I usually use this blog to only blog about strategies for the exams that I teach. However, these are some extraordinary times, and normal patterns do not hold.

I took a midnight stroll last night through the streets of downtown Boston with my girlfriend. Shop after shop was closed. Some of them were officious, “By orders of the governor, we are hereby…”. Some of them casual, “Sorry, be back soon! Stay safe!” Some just had barely legible scribbled notes, while others carefully framed and formatted a formal message.

It felt so strange.

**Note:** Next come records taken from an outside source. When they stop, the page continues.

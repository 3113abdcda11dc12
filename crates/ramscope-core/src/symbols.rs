//! # Symbol Table
//!
//! Sorted `(address, name)` index over the kernel image, with binary-search
//! lookup of the closest symbol at or below an address.
//!
//! The table is built once from the vmlinux symbol table, filtered to the
//! image's text range (the symbol file contains many artificial symbols we
//! don't care about) and relocated by the same offset the translator uses.
//! Per-module tables can be merged in afterwards; module entries get a
//! disambiguating `[module]` suffix and the whole table is re-sorted.

use std::fs;
use std::path::Path;

use object::{Object, ObjectSymbol};

use crate::error::{AnalysisError, Result};

/// One `(address, name)` pair. Addresses are globally unique after
/// construction (entries sharing an address are de-duplicated by last
/// write).
#[derive(Debug, Clone)]
pub struct SymbolEntry
{
    pub addr: u64,
    pub name: String,
}

/// How [`SymbolTable::lookup`] reports the second half of its result.
#[derive(Debug, Clone, Copy, PartialEq, Eq)]
pub enum LookupMode
{
    /// `addr - entry.addr`
    Offset,
    /// `next_entry.addr - entry.addr`, 0 for the last entry
    Size,
}

/// Sorted symbol index with strictly ascending addresses.
pub struct SymbolTable
{
    entries: Vec<SymbolEntry>,
}

impl SymbolTable
{
    /// Build a table from raw `(address, name)` pairs.
    ///
    /// Entries are sorted ascending; when several share an address the one
    /// appearing last wins.
    pub fn from_entries(entries: Vec<(u64, String)>) -> Self
    {
        let mut table = Self { entries: Vec::new() };
        table.extend_sorted(entries);
        table
    }

    fn extend_sorted(&mut self, entries: Vec<(u64, String)>)
    {
        self.entries
            .extend(entries.into_iter().map(|(addr, name)| SymbolEntry { addr, name }));
        // Stable sort keeps insertion order within an address, so dedup's
        // "keep last" below implements last-write-wins.
        self.entries.sort_by_key(|entry| entry.addr);
        self.entries.reverse();
        self.entries.dedup_by_key(|entry| entry.addr);
        self.entries.reverse();
    }

    /// Build the kernel table from pre-filtered link-time entries,
    /// applying the relocation offset to every address.
    pub fn from_entries_relocated(entries: Vec<(u64, String)>, relocation: u64) -> Self
    {
        Self::from_entries(
            entries
                .into_iter()
                .map(|(addr, name)| (addr.wrapping_add(relocation), name))
                .collect(),
        )
    }

    pub fn len(&self) -> usize
    {
        self.entries.len()
    }

    pub fn is_empty(&self) -> bool
    {
        self.entries.is_empty()
    }

    /// `[min, max]` address span of the table.
    pub fn address_range(&self) -> Option<(u64, u64)>
    {
        Some((self.entries.first()?.addr, self.entries.last()?.addr))
    }

    pub fn iter(&self) -> impl Iterator<Item = &SymbolEntry>
    {
        self.entries.iter()
    }

    /// Find the entry with the greatest address at or below `addr`.
    ///
    /// Fails (returns `None`) when `addr` is `None` or lies outside the
    /// table's `[min, max]` span.
    pub fn lookup(&self, addr: Option<u64>, mode: LookupMode) -> Option<(&str, u64)>
    {
        let addr = addr?;
        let (min, max) = self.address_range()?;
        if addr < min || addr > max {
            return None;
        }

        let idx = self.entries.partition_point(|entry| entry.addr <= addr) - 1;
        let entry = &self.entries[idx];
        let second = match mode {
            LookupMode::Offset => addr - entry.addr,
            LookupMode::Size => self
                .entries
                .get(idx + 1)
                .map_or(0, |next| next.addr - entry.addr),
        };
        Some((entry.name.as_str(), second))
    }

    /// Merge a module's symbols into the table.
    ///
    /// Every entry gets a `[module]` suffix so its origin stays visible in
    /// backtraces; the table is fully re-sorted afterwards.
    pub fn merge_module(&mut self, module: &str, entries: Vec<(u64, String)>)
    {
        let tagged = entries
            .into_iter()
            .filter(|(addr, _)| *addr != 0)
            .map(|(addr, name)| (addr, format!("{name}[{module}]")))
            .collect();
        self.extend_sorted(tagged);
    }
}

/// Read the symbol table out of a vmlinux ELF, filtered to the image's
/// text range (the symbol file contains many artificial symbols we don't
/// care about). Addresses are link-time; relocation happens at table
/// construction.
pub fn vmlinux_symbols(path: &Path) -> Result<Vec<(u64, String)>>
{
    let data = fs::read(path)?;
    let file = object::File::parse(&*data)
        .map_err(|err| AnalysisError::Setup(format!("failed to parse {}: {err}", path.display())))?;

    let mut raw: Vec<(u64, String)> = Vec::new();
    let mut text = 0u64;
    let mut end = u64::MAX;
    for sym in file.symbols() {
        let Ok(name) = sym.name() else {
            continue;
        };
        if name.is_empty() {
            continue;
        }
        match name {
            "_text" => text = sym.address(),
            "_end" => end = sym.address(),
            _ => {}
        }
        raw.push((sym.address(), name.to_string()));
    }

    let entries: Vec<(u64, String)> = raw
        .into_iter()
        .filter(|(addr, _)| *addr >= text && *addr < end)
        .collect();

    if entries.is_empty() {
        return Err(AnalysisError::NoSymbols(path.to_path_buf()));
    }
    Ok(entries)
}

/// Read a module object (`.ko`) and relocate its symbols to `load_addr`.
pub fn load_module_symbols(path: &Path, load_addr: u64) -> Result<Vec<(u64, String)>>
{
    let data = fs::read(path)?;
    let file = object::File::parse(&*data)
        .map_err(|err| AnalysisError::Setup(format!("failed to parse {}: {err}", path.display())))?;

    let mut entries = Vec::new();
    for sym in file.symbols() {
        let Ok(name) = sym.name() else {
            continue;
        };
        if name.is_empty() {
            continue;
        }
        entries.push((sym.address().wrapping_add(load_addr), name.to_string()));
    }
    Ok(entries)
}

I couldn’t stop reading them, perhaps because it felt so unreal. It was like some cold wind had blown through the streets, closing stores but leaving everything else untouched. Through the bright window of a brownstone we saw a copy of the Mona Lisa, impassively staring back out at the darkness outside.

We walked by Mass General Hospital, which is mostly dark and quiet at night. From the outside, it looked solid, an institution in every sense of the word. I didn’t dare go inside, for my sake and theirs.

There was an anxiety in the air as we walked. Masks on the faces of passerbys, gloves on their hands. Mostly empty train cars laboriously trudging between stations. Lyft and Uber drivers driving aimlessly, some masked up and looking ready for the end of the world, others looking like they just rolled out of bed. By Regal Cinemas next to the Common (“this location is temporarily closed”), we passed by one couple playfully but energetically arguing in a car, the girl mimicking covering her mouth and coughing.

It felt for all the world like an invisible war. All of us staying home, while the soldiers on the frontline gear for 24 hour shifts. We wonder what’s going to be left standing when this is all over, what sort of strange new world we’ll walk out into in a month, or 3, or 18, whenever we’re allowed outside again. The well-being of individuals left behind in a macro, life-or-death struggle, humanity’s needs prioritized over people’s.

I cleared out my office today. I rent space in a WeWork, and Massachusetts has shut down all non-essential businesses. I was surprised to see a couple other people working in the space: one woman, taking a call alone in a large space of like 50 desks, and two coworkers, chatting in a conference room. I said goodbye to the WeWork receptionist before I left. I wanted to ask him if he thought WeWork was going to survive this, but it felt unnecessary. He was probably worried enough. Besides, it feels inappropriate to inquire about the survival of a company in a pandemic.

As I write this, it’s been snowing outside. It’s a thick wintry mix of snow and rain, unseasonable for late March and worse than almost any actual day this dry winter. It’s not the end of the world. It just sucks to trudge through, and it’s hard to see through to a brighter, warmer day. One’s surely coming, though.